New dating of a colossal series of volcanic outpourings bolsters the idea that the Chicxulub asteroid impact had help in wiping out the dinosaurs 66 million years ago.
Using crystals embedded in lava layers, geologists have deduced the most precise timing yet for the massive Deccan eruptions that poured out hundreds of thousands of cubic kilometers of molten rock in West India. The most intense volcanic activity began about 250,000 years before the Chicxulub impact and continued for another roughly 500,000 years after it, the researchers report online December 11 in Science. The finding supports the hypothesis that climate disruptions caused by the eruptions played a major role in the dinosaurs’ extinction, says study coauthor Gerta Keller, a paleontologist at Princeton University.
“For the last 30 years it has been basically ruled as the given truth that Chicxulub caused the mass extinction,” she says. “[We’re] now finding that maybe Chicxulub was not the main cause.”
But not all experts are convinced. Paleontologist David Fastovsky of the University of Rhode Island in Kingston says fossil and geological records suggest a single sudden event probably triggered the extinction, something the drawn-out climate change caused by volcanism doesn’t fit. “Those of us who are ‘impactors’ have to keep an open mind to other possibilities,” he says. “But the question that needs to be answered is, if the asteroid is good enough, why do you need this?”
The Cretaceous Period ended with a purge of more than 60 percent of animal and plant species on Earth, including all nonbirdlike dinosaurs. Around this time, the Deccan eruptions in India belched gas and oozed more than 1.3 million cubic kilometers of lava and rock. The remnants of these eruptions, known as the Deccan Traps, encompass an area the size of Spain and are 3 kilometers high in places.
Two of history’s other four mass extinctions coincide with extensive volcanic outpourings known as flood basalts that were similar to the Deccan Traps eruptions. The gases spewed from these eruptions probably caused worldwide climate devastation, including short-term cooling and a progressive increase in greenhouse gases and ocean acidification. Gases from the Deccan eruptions have been suspected as a possible cause of the Late Cretaceous extinction, but scientists didn’t know exactly when the volcanism happened relative to the extinction event.Previous dating of the Deccan Traps used the decay of radioactive potassium atoms in the rocks. This technique produced uncertainties of more than 1.4 million years — longer than the volcanic event itself. To create a more precise timeline, Keller and colleagues instead looked at crystals called zircons, which form during volcanic eruptions.
As zircons grow inside pools of magma, they absorb uranium atoms. Over time, the embedded uranium slowly decays into lead. By comparing the relative number of uranium and lead atoms in the crystals, scientists can estimate how long ago the zircon formed. “The crystals are like little time capsules,” says lead author Blair Schoene, a geologist at Princeton.

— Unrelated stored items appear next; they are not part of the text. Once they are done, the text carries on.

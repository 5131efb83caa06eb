use tracing::debug;

#[derive(Debug, Clone, Copy, PartialEq, Eq)]
pub enum StepStatus {
    Done,
    Active,
    Pending,
}

#[derive(Debug, Clone, Copy, PartialEq, Eq)]
pub enum Transition {
    /// The current step does not validate.
    Blocked,
    Moved { from: usize, to: usize },
    Unchanged,
    /// `advance` on the review step turns into the save action.
    SaveRequested,
}

impl Transition {
    pub fn moved(&self) -> bool {
        matches!(self, Self::Moved { .. })
    }
}

/// Step index state machine. The index stays within `0..len`.
#[derive(Debug, Clone)]
pub struct Flow {
    step_count: usize,
    current: usize,
}

impl Flow {
    pub fn new(step_count: usize) -> Self {
        Self {
            step_count,
            current: 0,
        }
    }

    pub fn current_index(&self) -> usize {
        self.current
    }

    pub fn len(&self) -> usize {
        self.step_count
    }

    pub fn is_empty(&self) -> bool {
        self.step_count == 0
    }

    pub fn last_index(&self) -> usize {
        self.step_count.saturating_sub(1)
    }

    pub fn is_review_step(&self) -> bool {
        !self.is_empty() && self.current == self.last_index()
    }

    pub fn has_next(&self) -> bool {
        self.current + 1 < self.step_count
    }

    pub fn status_at(&self, index: usize) -> StepStatus {
        if index < self.current {
            StepStatus::Done
        } else if index == self.current {
            StepStatus::Active
        } else {
            StepStatus::Pending
        }
    }

    pub fn advance(&mut self, current_valid: bool) -> Transition {
        if !current_valid {
            return Transition::Blocked;
        }
        if self.is_review_step() {
            return Transition::SaveRequested;
        }
        if !self.has_next() {
            return Transition::Unchanged;
        }
        self.move_to(self.current + 1)
    }

    pub fn retreat(&mut self) -> Transition {
        if self.current == 0 {
            return Transition::Unchanged;
        }
        self.move_to(self.current - 1)
    }

    /// Accepts only completed steps or the current one.
    pub fn jump_to(&mut self, target: usize) -> bool {
        if target > self.current {
            debug!(requested = target, current = self.current, "rejected forward jump");
            return false;
        }
        self.move_to(target);
        true
    }

    /// Restores a persisted index; out-of-range values leave the flow untouched.
    pub fn restore(&mut self, step: usize) -> bool {
        if step >= self.step_count {
            return false;
        }
        self.current = step;
        true
    }

    fn move_to(&mut self, to: usize) -> Transition {
        let from = self.current;
        if from == to {
            return Transition::Unchanged;
        }
        self.current = to;
        debug!(from, to, "step changed");
        Transition::Moved { from, to }
    }
}

#[cfg(test)]
mod tests {
    use super::{Flow, StepStatus, Transition};

    #[test]
    fn advance_requires_valid_step() {
        let mut flow = Flow::new(3);
        assert_eq!(flow.advance(false), Transition::Blocked);
        assert_eq!(flow.current_index(), 0);

        assert_eq!(flow.advance(true), Transition::Moved { from: 0, to: 1 });
        assert_eq!(flow.current_index(), 1);
    }

    #[test]
    fn advance_on_review_step_requests_save() {
        let mut flow = Flow::new(2);
        flow.advance(true);
        assert!(flow.is_review_step());

        assert_eq!(flow.advance(true), Transition::SaveRequested);
        assert_eq!(flow.current_index(), 1);
    }

    #[test]
    fn retreat_stops_at_first_step() {
        let mut flow = Flow::new(3);
        assert_eq!(flow.retreat(), Transition::Unchanged);
        assert_eq!(flow.current_index(), 0);

        flow.advance(true);
        assert!(flow.retreat().moved());
        assert_eq!(flow.current_index(), 0);
    }

    #[test]
    fn jump_to_only_goes_backwards() {
        let mut flow = Flow::new(5);
        flow.advance(true);
        flow.advance(true);

        assert!(!flow.jump_to(3));
        assert_eq!(flow.current_index(), 2);
        assert!(flow.jump_to(2));
        assert_eq!(flow.current_index(), 2);
        assert!(flow.jump_to(0));
        assert_eq!(flow.current_index(), 0);
    }

    #[test]
    fn restore_rejects_out_of_range_step() {
        let mut flow = Flow::new(3);
        assert!(!flow.restore(3));
        assert_eq!(flow.current_index(), 0);
        assert!(flow.restore(2));
        assert!(flow.is_review_step());
    }

    #[test]
    fn status_tracks_position() {
        let mut flow = Flow::new(3);
        flow.advance(true);
        assert_eq!(flow.status_at(0), StepStatus::Done);
        assert_eq!(flow.status_at(1), StepStatus::Active);
        assert_eq!(flow.status_at(2), StepStatus::Pending);
    }
}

Flood basalts such as the Deccan eruptions don’t produce many zircons, however, and two expeditions to India left the team empty-handed. In December 2013, the researchers finally uncovered a few crystals in rock layers reddened by oxidation. The oxidation, a sign of weathering, suggests the layer was at the surface for an extended period of time.
The crystals in these weathered rocks may have been blasted from unrelated explosive eruptions, Schoene says, but would still provide a time marker for the surrounding rock. The researchers collected zircon crystals from both the oldest rock layers at the bottom of the traps and the youngest rock at the top to get a complete eruptive timescale.
The researchers’ new dating resulted in uncertainties of 85,000 years or less. These precise measurements yielded an estimate that roughly 80 to 90 percent of the Deccan outpouring took place over 750,000 years, and that the eruptions began before the extinction event.
“Millions of cubic kilometers poured out in a geologic instant,” says coauthor Samuel Bowring, a geologist at MIT. The relatively brief time frame probably meant the climate had less time to recoup between eruptions, Bowring says, amplifying the global effect. The team next plans to date individual eruptions to help reconstruct the volcanism’s exact climate impacts.
The new dating demonstrates the importance of considering the Deccan eruptions alongside the Chicxulub impact, says geoscientist Paul Renne at the University of California, Berkeley. “The outstanding question is if there hadn’t been an asteroid impact, would there have been a mass extinction anyway?”
Renne and his colleagues suggest the asteroid impact and volcanism may not have been entirely unrelated. At the Geological Society of America’s annual meeting in October in Vancouver, they proposedthat seismic waves from Chicxulub’s impact in Mexico may have circled Earth to India and triggered a massive eruption of buried magma. Renne says that future dating of the Deccan eruptions should indicate whether their hypothesis has credence.